The Foreign Operations Appropriations bill must still be voted on by the entire House of Representatives and reconciled with the Senate version before becoming law.

On September 3, the full Senate banned the use of U.S. weapons in East Timor. The provision, included in its version of the Foreign Operations Appropriations bill, requires that any agreement to sell weapons to Indonesia "shall state that such items will not be used in East Timor." A version of this provision is included in the House bill.

On July 10, the Senate unanimously passed Senate Resolution 237. The resolution urges the Clinton administration to "work actively, through the United Nations and with United States allies, ... to support an internationally supervised referendum on self-determination."

The House Appropriations Committee also called for an end to human rights abuses in Indonesia and East Timor saying the "Committee remains convinced that human rights and democratic pluralism in Indonesia must be awarded greater respect and protection by the Indonesia Government and every effort must be made by the Government to ensure that human rights abuses, torture, political intimidation and harassment are completely curtailed not only in East Timor, but throughout Indonesia."

On December 7, 1975, Indonesia brutally invaded East Timor.

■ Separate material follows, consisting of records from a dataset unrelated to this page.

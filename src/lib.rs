//! # snapjpeg
//!
//! A small baseline JPEG encoder for raw framebuffer pixels, written
//! entirely in safe Rust.
//!
//! - **JPEG**: Baseline sequential DCT (SOF0), fixed spec-default Huffman
//!   tables, three quality tiers, 4:4:4 per-block color. Output is a
//!   standard JFIF stream any decoder reads.
//! - **Pixel formats**: packed RGB565, RGB888, and RGBA8888 input, with
//!   edge replication for dimensions that are not multiples of 8.
//! - **Bounded output**: encode into a growable `Vec<u8>` or a
//!   fixed-capacity slice for allocation-free embedded use.
//! - **Raster utilities**: in-place 16-bit mirroring and UYVY rotation,
//!   a planar rescaler interface, and the callback boundary for driving an
//!   external block-based JPEG decoder.
//!
//! ## Quickstart
//!
//! ```rust
//! use snapjpeg::jpeg::{encode, JpegOptions};
//! use snapjpeg::PixelFormat;
//!
//! # fn main() -> snapjpeg::Result<()> {
//! // 2x2 RGB888 pixels (red, green / blue, yellow)
//! let pixels = vec![
//!     255, 0, 0, 0, 255, 0, //
//!     0, 0, 255, 255, 255, 0,
//! ];
//! let options = JpegOptions::builder(2, 2)
//!     .pixel_format(PixelFormat::Rgb888)
//!     .quality(2)
//!     .build();
//! let jpeg_bytes = encode(&pixels, &options)?;
//! assert!(jpeg_bytes.starts_with(&[0xFF, 0xD8]));
//! # Ok(())
//! # }
//! ```
//!
//! ### Buffer reuse
//!
//! ```rust
//! use snapjpeg::jpeg::{encode_into, JpegOptions};
//!
//! # fn main() -> snapjpeg::Result<()> {
//! let pixels = vec![128u8; 8 * 8 * 3];
//! let options = JpegOptions::builder(8, 8).build();
//!
//! let mut buffer = Vec::new();
//! for _ in 0..3 {
//!     encode_into(&mut buffer, &pixels, &options)?;
//! }
//! assert!(!buffer.is_empty());
//! # Ok(())
//! # }
//! ```
//!
//! ### Fixed-capacity output
//!
//! ```rust
//! use snapjpeg::jpeg::{encode_to_slice, JpegOptions};
//!
//! # fn main() -> snapjpeg::Result<()> {
//! let pixels = vec![128u8; 8 * 8 * 3];
//! let options = JpegOptions::builder(8, 8).build();
//!
//! let mut buffer = [0u8; 4096];
//! let written = encode_to_slice(&pixels, &options, &mut buffer)?;
//! assert!(buffer[..written].ends_with(&[0xFF, 0xD9]));
//! # Ok(())
//! # }
//! ```
//!
//! ## Feature flags
//! - `cli`: Command-line encoder binary.
//!
//! ## Notes
//! - Quality tiers trade size for fidelity: 1 compresses hardest, 3 is
//!   near-lossless (all quantization divisors are 1).
//! - Prefer `encode_into` or `encode_to_slice` when encoding repeatedly to
//!   avoid allocations.
//! - Encoding is deterministic: the same pixels and options always produce
//!   byte-identical output.

#![forbid(unsafe_code)]

pub mod bits;
pub mod color;
pub mod decode;
pub mod error;
pub mod jpeg;
pub mod raster;
pub mod resize;

pub use color::PixelFormat;
pub use error::{Error, Result};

The following July 17, East Timor was illegally but formally "integrated" into Indonesia as its "27th province." The UN and most of the world's countries do not recognize this act, and the East Timorese reject it. According to human rights groups and the Catholic Church more than 200,000 – one-third of the population – have been killed by the Indonesian occupation forces.

The East Timor Action Network/US was founded in November 1991, following the massacre of more than 271 peaceful demonstrators in Dili, East Timor. ETAN/US supports genuine self-determination and human rights for the people of East Timor in accordance with the UN Charter and General Assembly and Security Council resolutions. ETAN has 20 local chapters.